11. Conservation of Energy & Technology Absorption
Commitment towards energy conservation remains in the units at various stages of operations. Commercial considerations, energy conservation policies and practices play a vital role in the endeavors made in this direction.
Since your Company's operations do not involve technology absorption, the particulars as per Rule 8(3)(B) of the Companies (Accounts) Rules 2014 regarding technology absorption are not applicable.
12. Foreign Exchange Earnings & Outgo
The Direct Foreign Exchange Earnings during the year 2022-23 has decreased to Rs. 16.14 crore from Rs. 20.15 crore in the previous financial year 2021-22 mainly due to lower Revenue from Operations of AIT Division.
13. Subsidiary Companies
As on 31.03.2023, the Corporation has four subsidiary Companies, viz.
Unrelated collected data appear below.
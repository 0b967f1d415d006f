use anyhow::{Context, Result};
use std::path::{Path, PathBuf};

use crate::notify::{Notification, Notifier};
use crate::options::{InvalidOptions, ProjectOptions};
use crate::package::{package_project, PackagingOutcome, PackagingSettings};
use crate::template::{Template, CATALOG};
use crate::writer::{plan, write_project, OverwritePolicy};

/// Where a project creation run ended up
#[derive(Debug, Clone, Copy, PartialEq, Eq)]
pub enum Stage {
    CollectingOptions,
    Writing,
    Packaging,
    Done,
    /// Writing stopped on an I/O error
    Failed,
    /// Files are written, the installer is not
    PackagingFailed,
}

/// Settings for a single run, created by the caller and dropped when it returns
#[derive(Debug, Clone, Default)]
pub struct Settings {
    pub overwrite: OverwritePolicy,
    pub packaging: PackagingSettings,
}

#[derive(Debug, Clone)]
pub struct Outcome {
    pub stage: Stage,
    pub project_path: PathBuf,
    pub files: Vec<PathBuf>,
    pub packaging: PackagingOutcome,
}

/// Create a new project: validate, write every catalog file, then build the
/// installer when asked to.
pub fn run(
    options: &ProjectOptions,
    settings: &Settings,
    notifier: &mut impl Notifier,
) -> Result<Outcome> {
    run_catalog(options, CATALOG, settings, notifier)
}

fn run_catalog(
    options: &ProjectOptions,
    catalog: &[Template],
    settings: &Settings,
    notifier: &mut impl Notifier,
) -> Result<Outcome> {
    let mut stage = Stage::CollectingOptions;

    let validation = options.validate();
    for warning in &validation.warnings {
        notifier.info(warning.clone());
    }
    if !validation.is_valid {
        for error in &validation.errors {
            notifier.notify(Notification::Error(error.to_string()));
        }
        return Err(InvalidOptions(validation.errors).into());
    }

    advance(&mut stage, Stage::Writing, notifier);
    notifier.progress("Creating new project");

    // Every error past validation is reported here, once
    let (written, project_path) = match write_files(options, catalog, settings, notifier) {
        Ok(done) => done,
        Err(e) => {
            advance(&mut stage, Stage::Failed, notifier);
            notifier.notify(Notification::Error(format!("{:#}", e)));
            return Err(e);
        }
    };

    let packaging = if options.installer {
        advance(&mut stage, Stage::Packaging, notifier);
        package_project(&project_path, &settings.packaging, notifier)
    } else {
        PackagingOutcome::Skipped
    };

    if let PackagingOutcome::Failed { .. } = packaging {
        advance(&mut stage, Stage::PackagingFailed, notifier);
    } else {
        advance(&mut stage, Stage::Done, notifier);
    }

    notifier.notify(Notification::Success(format!(
        "All files for the new project were created in {}",
        project_path.display()
    )));

    Ok(Outcome {
        stage,
        project_path,
        files: written,
        packaging,
    })
}

/// Plan, write, and resolve the absolute project path
fn write_files(
    options: &ProjectOptions,
    catalog: &[Template],
    settings: &Settings,
    notifier: &mut impl Notifier,
) -> Result<(Vec<PathBuf>, PathBuf)> {
    let files = plan(options, catalog)?;
    let written = write_project(
        &options.source,
        &options.module,
        &files,
        settings.overwrite,
        notifier,
    )?;
    let project_path = absolute(&options.source)?;
    Ok((written, project_path))
}

fn advance(stage: &mut Stage, next: Stage, notifier: &mut impl Notifier) {
    notifier.progress(format!("{:?} -> {:?}", stage, next));
    *stage = next;
}

fn absolute(path: &Path) -> Result<PathBuf> {
    path.canonicalize()
        .context(format!("Failed to resolve {}", path.display()))
}

#[cfg(test)]
mod tests {
    use super::*;
    use crate::notify::RecordingNotifier;
    use std::fs;
    use tempfile::tempdir;

    fn options_in(root: &Path) -> ProjectOptions {
        ProjectOptions {
            source: root.to_path_buf(),
            name: "Acme".to_string(),
            module: "myapp".to_string(),
            ..Default::default()
        }
    }

    #[test]
    fn test_creates_project() {
        let temp_dir = tempdir().unwrap();
        let root = temp_dir.path().join("acme");
        let mut notifier = RecordingNotifier::default();

        let outcome = run(&options_in(&root), &Settings::default(), &mut notifier).unwrap();

        assert_eq!(outcome.stage, Stage::Done);
        assert_eq!(outcome.packaging, PackagingOutcome::Skipped);
        assert_eq!(outcome.files.len(), CATALOG.len());
        assert_eq!(outcome.project_path, root.canonicalize().unwrap());
        assert_eq!(
            fs::read_to_string(root.join("myapp/__init__.py")).unwrap(),
            ""
        );
        let admin = fs::read_to_string(root.join("myapp/application_admin.py")).unwrap();
        assert!(admin.contains("name = 'Acme'"));
        assert!(matches!(
            notifier.received.last(),
            Some(Notification::Success(text)) if text.contains("All files")
        ));
    }

    #[test]
    fn test_empty_module_writes_nothing() {
        let temp_dir = tempdir().unwrap();
        let root = temp_dir.path().join("acme");
        let options = ProjectOptions {
            module: String::new(),
            ..options_in(&root)
        };
        let mut notifier = RecordingNotifier::default();

        let err = run(&options, &Settings::default(), &mut notifier).unwrap_err();

        assert!(err.downcast_ref::<InvalidOptions>().is_some());
        assert!(!root.exists());
        assert_eq!(notifier.errors().len(), 1);
        assert!(notifier.errors()[0].contains("module"));
    }

    #[test]
    fn test_missing_packaging_tool_still_completes() {
        let temp_dir = tempdir().unwrap();
        let root = temp_dir.path().join("acme");
        let options = ProjectOptions {
            installer: true,
            ..options_in(&root)
        };
        let settings = Settings {
            packaging: PackagingSettings {
                python: "stencil-test-no-such-python".to_string(),
            },
            ..Default::default()
        };
        let mut notifier = RecordingNotifier::default();

        let outcome = run(&options, &settings, &mut notifier).unwrap();

        assert_eq!(outcome.stage, Stage::Done);
        assert!(matches!(
            outcome.packaging,
            PackagingOutcome::ToolUnavailable { .. }
        ));
        for path in &outcome.files {
            assert!(path.is_file());
        }
        assert_eq!(outcome.files.len(), CATALOG.len());
        assert_eq!(notifier.infos().len(), 1);
    }

    #[test]
    fn test_write_failure_is_surfaced() {
        let temp_dir = tempdir().unwrap();
        // The root is a file, so no directory can be created under it
        let root = temp_dir.path().join("acme");
        fs::write(&root, "not a directory").unwrap();
        let mut notifier = RecordingNotifier::default();

        let result = run(&options_in(&root), &Settings::default(), &mut notifier);

        assert!(result.is_err());
        assert!(notifier
            .received
            .contains(&Notification::Progress("Writing -> Failed".to_string())));
        assert_eq!(notifier.errors().len(), 1);
    }

    #[test]
    fn test_render_failure_is_reported_once() {
        let temp_dir = tempdir().unwrap();
        let root = temp_dir.path().join("acme");
        let catalog = [Template {
            path: "{{module}}/{{colour}}.py",
            body: "",
        }];
        let mut notifier = RecordingNotifier::default();

        let result = run_catalog(
            &options_in(&root),
            &catalog,
            &Settings::default(),
            &mut notifier,
        );

        assert!(result.is_err());
        assert!(!root.exists());
        assert_eq!(notifier.errors().len(), 1);
        assert!(notifier.errors()[0].contains("colour"));
        assert!(notifier
            .received
            .contains(&Notification::Progress("Writing -> Failed".to_string())));
    }

    /// Stand-in interpreter: passes the SDK import check, then runs `body`
    #[cfg(unix)]
    fn fake_python(dir: &Path, body: &str) -> String {
        use std::io::Write;
        use std::os::unix::fs::PermissionsExt;

        let path = dir.join("fake-python");
        let mut file = fs::File::create(&path).unwrap();
        write!(
            file,
            "#!/bin/sh\nif [ \"$2\" = \"import cloudlaunch\" ]; then exit 0; fi\n{}\n",
            body
        )
        .unwrap();
        file.sync_all().unwrap();
        drop(file);
        fs::set_permissions(&path, fs::Permissions::from_mode(0o755)).unwrap();
        path.to_string_lossy().to_string()
    }

    #[cfg(unix)]
    #[test]
    fn test_packaging_failure_keeps_project() {
        let temp_dir = tempdir().unwrap();
        let root = temp_dir.path().join("acme");
        let python = fake_python(
            temp_dir.path(),
            "echo \"error: invalid command 'bdist_cloud'\" >&2\nexit 1",
        );
        let options = ProjectOptions {
            installer: true,
            ..options_in(&root)
        };
        let settings = Settings {
            packaging: PackagingSettings { python },
            ..Default::default()
        };
        let mut notifier = RecordingNotifier::default();

        let outcome = run(&options, &settings, &mut notifier).unwrap();

        assert_eq!(outcome.stage, Stage::PackagingFailed);
        match &outcome.packaging {
            PackagingOutcome::Failed { diagnostic } => {
                assert!(diagnostic.contains("invalid command 'bdist_cloud'"));
            }
            other => panic!("unexpected outcome {:?}", other),
        }
        assert_eq!(outcome.files.len(), CATALOG.len());
        for path in &outcome.files {
            assert!(path.is_file());
        }
        assert_eq!(notifier.errors().len(), 1);
    }

    #[cfg(unix)]
    #[test]
    fn test_packaging_reports_installer_script() {
        let temp_dir = tempdir().unwrap();
        let root = temp_dir.path().join("acme");
        let python = fake_python(
            temp_dir.path(),
            "echo running egg_info\necho '[[\"bdist_cloud\", \"any\", \"dist/acme.egg\"], [\"wininst_cloud\", null, \"dist/acme.iss\"]]'",
        );
        let options = ProjectOptions {
            installer: true,
            ..options_in(&root)
        };
        let settings = Settings {
            packaging: PackagingSettings { python },
            ..Default::default()
        };
        let mut notifier = RecordingNotifier::default();

        let outcome = run(&options, &settings, &mut notifier).unwrap();

        assert_eq!(outcome.stage, Stage::Done);
        assert_eq!(
            outcome.packaging,
            PackagingOutcome::Built {
                installer_script: Some(outcome.project_path.join("dist/acme.iss")),
            }
        );
        assert!(notifier.received.iter().any(|n| matches!(
            n,
            Notification::Success(text) if text.contains("Inno Setup") && text.contains("acme.iss")
        )));
    }

    #[test]
    fn test_every_path_stays_under_root() {
        let temp_dir = tempdir().unwrap();
        let root = temp_dir.path().join("acme");

        let outcome = run(
            &options_in(&root),
            &Settings::default(),
            &mut RecordingNotifier::default(),
        )
        .unwrap();

        for path in &outcome.files {
            assert!(path.starts_with(&root), "{}", path.display());
        }
    }
}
(i) Pondicherry Ashok Hotel Corporation Ltd
(ii) Ranchi Ashok Bihar Hotel Corporation Limited.
(iii) Utkal Ashok Hotel Corporation Ltd.
(iv) Punjab Ashok Hotel Company Ltd.
The Hotel Units were set up under the aforesaid subsidiary Companies at Puducherry, Ranchi and Puri respectively. The Hotel project at Anandpur Sahib is incomplete.
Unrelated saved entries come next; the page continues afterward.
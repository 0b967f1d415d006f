use crate::options::schema::{FieldKind, FIELDS};
use crate::options::ProjectOptions;

/// Outcome of checking project options. Errors stop project creation,
/// warnings are shown and the project is still written.
#[derive(Debug, Clone)]
pub struct ValidationResult {
    pub is_valid: bool,
    pub errors: Vec<ValidationError>,
    pub warnings: Vec<String>,
}

/// Why a set of project options cannot be used to create a project
#[derive(Debug, Clone, PartialEq, Eq)]
pub enum ValidationError {
    EmptyField { field: &'static str },
    InvalidModule { module: String },
}

impl ValidationResult {
    pub fn new() -> Self {
        Self {
            is_valid: true,
            errors: Vec::new(),
            warnings: Vec::new(),
        }
    }

    pub fn add_error(&mut self, error: ValidationError) {
        self.is_valid = false;
        self.errors.push(error);
    }

    pub fn add_warning(&mut self, warning: String) {
        self.warnings.push(warning);
    }
}

impl Default for ValidationResult {
    fn default() -> Self {
        Self::new()
    }
}

/// Validate project options before anything is written
pub fn validate_options(options: &ProjectOptions) -> ValidationResult {
    let mut result = ValidationResult::new();

    for spec in FIELDS.iter().filter(|f| f.required && f.kind != FieldKind::Bool) {
        let empty = options
            .value(spec.name)
            .map(|v| v.trim().is_empty())
            .unwrap_or(true);
        if empty {
            result.add_error(ValidationError::EmptyField { field: spec.name });
        }
    }

    // The module doubles as a directory name, so this also keeps it inside the root
    if !options.module.trim().is_empty() && !is_python_identifier(&options.module) {
        result.add_error(ValidationError::InvalidModule {
            module: options.module.clone(),
        });
    }

    for (field, url) in [
        ("application_url", &options.application_url),
        ("help_url", &options.help_url),
    ] {
        if !url.is_empty() && !(url.starts_with("http://") || url.starts_with("https://")) {
            result.add_warning(format!("{} '{}' is not an http(s) URL", field, url));
        }
    }

    // Text values land inside single-quoted python literals
    for field in QUOTED_FIELDS {
        let value = options.value(field).unwrap_or_default();
        if value.contains('\'') || value.contains('\\') {
            result.add_warning(format!(
                "{} '{}' contains a quote or backslash, the generated python will need editing",
                field, value
            ));
        }
    }

    result
}

/// Fields substituted into `'...'` literals in the generated sources
const QUOTED_FIELDS: &[&str] = &["name", "author", "domain", "application_url", "help_url"];

pub fn is_python_identifier(s: &str) -> bool {
    let mut chars = s.chars();
    match chars.next() {
        Some(c) if c.is_ascii_alphabetic() || c == '_' => {}
        _ => return false,
    }
    chars.all(|c| c.is_ascii_alphanumeric() || c == '_')
}

impl std::fmt::Display for ValidationError {
    fn fmt(&self, f: &mut std::fmt::Formatter<'_>) -> std::fmt::Result {
        match self {
            ValidationError::EmptyField { field } => {
                write!(f, "Option '{}' cannot be empty", field)
            }
            ValidationError::InvalidModule { module } => {
                write!(
                    f,
                    "Module '{}' is not a valid python module name (letters, digits and '_', not starting with a digit)",
                    module
                )
            }
        }
    }
}

impl std::error::Error for ValidationError {}

/// Returned by the workflow when options fail validation
#[derive(Debug, Clone)]
pub struct InvalidOptions(pub Vec<ValidationError>);

impl std::fmt::Display for InvalidOptions {
    fn fmt(&self, f: &mut std::fmt::Formatter<'_>) -> std::fmt::Result {
        let messages: Vec<String> = self.0.iter().map(|e| e.to_string()).collect();
        write!(f, "Invalid project options: {}", messages.join("; "))
    }
}

impl std::error::Error for InvalidOptions {}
The operation of Hotel unit at Puri is closed since March, 2004. Process for its disinvestment has been started. Status of disinvestment has been given elsewhere in the report.
Regarding incomplete project at Anandpur Sahib, Inter Ministerial Group (IMG) set up by the Ministry of Tourism in its meeting held on 29.11.2018 has approved the transfer of the incomplete project to the Government of Punjab. Status of disinvestment has been given elsewhere in the report.
Operations of Hotel Ranchi Ashok have been closed w.e.f. 29.03.2018. IMG in its meeting held on 13.09.2018 has accorded approval for sale of equity of ITDC in the JV Company to the Government of Jharkhand. Status of disinvestment has been given elsewhere in the report.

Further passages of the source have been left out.